What you have to do ▸
The answer must consist of every line from the data that holds "BatchStatus".
*** Opening Source information ***
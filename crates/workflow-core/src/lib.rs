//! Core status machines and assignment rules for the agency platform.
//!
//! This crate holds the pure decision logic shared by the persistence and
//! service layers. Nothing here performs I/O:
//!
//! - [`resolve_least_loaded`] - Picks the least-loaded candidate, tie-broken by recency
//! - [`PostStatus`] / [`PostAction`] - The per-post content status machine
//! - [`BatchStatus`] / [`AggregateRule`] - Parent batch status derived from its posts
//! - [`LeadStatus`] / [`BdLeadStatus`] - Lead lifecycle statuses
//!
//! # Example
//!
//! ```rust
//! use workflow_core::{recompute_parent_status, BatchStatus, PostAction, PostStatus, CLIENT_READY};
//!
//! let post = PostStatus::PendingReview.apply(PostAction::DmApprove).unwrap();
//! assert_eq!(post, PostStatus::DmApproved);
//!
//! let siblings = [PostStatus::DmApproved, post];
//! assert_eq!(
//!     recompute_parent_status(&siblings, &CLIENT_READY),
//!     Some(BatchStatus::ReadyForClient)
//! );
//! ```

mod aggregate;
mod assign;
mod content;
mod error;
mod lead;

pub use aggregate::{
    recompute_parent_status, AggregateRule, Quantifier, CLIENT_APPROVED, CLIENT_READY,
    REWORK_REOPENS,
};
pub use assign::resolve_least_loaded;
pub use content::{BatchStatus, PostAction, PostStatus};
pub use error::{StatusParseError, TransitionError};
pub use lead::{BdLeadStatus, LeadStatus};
*** Closing Source information ***
*** Opening Source information ***
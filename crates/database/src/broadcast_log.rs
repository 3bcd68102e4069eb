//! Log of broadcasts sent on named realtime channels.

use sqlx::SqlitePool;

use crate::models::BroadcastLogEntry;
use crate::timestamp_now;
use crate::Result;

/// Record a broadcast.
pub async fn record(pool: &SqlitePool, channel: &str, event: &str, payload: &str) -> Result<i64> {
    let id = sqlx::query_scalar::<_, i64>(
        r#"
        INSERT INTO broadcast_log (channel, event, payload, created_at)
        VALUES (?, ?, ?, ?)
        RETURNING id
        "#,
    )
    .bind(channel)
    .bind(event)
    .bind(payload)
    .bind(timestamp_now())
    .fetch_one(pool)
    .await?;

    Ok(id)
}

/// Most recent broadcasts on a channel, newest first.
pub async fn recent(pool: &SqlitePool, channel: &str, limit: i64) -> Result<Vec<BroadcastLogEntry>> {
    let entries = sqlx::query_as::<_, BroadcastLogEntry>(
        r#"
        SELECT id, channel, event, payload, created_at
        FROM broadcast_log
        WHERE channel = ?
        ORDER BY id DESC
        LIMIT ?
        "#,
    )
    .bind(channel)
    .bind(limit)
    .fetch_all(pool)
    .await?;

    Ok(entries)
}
*** Closing Source information ***
Problem solution ▸
//! - [`BatchStatus`] / [`AggregateRule`] - Parent batch status derived from its posts
//! use workflow_core::{recompute_parent_status, BatchStatus, PostAction, PostStatus, CLIENT_READY};
//!     Some(BatchStatus::ReadyForClient)
pub use content::{BatchStatus, PostAction, PostStatus};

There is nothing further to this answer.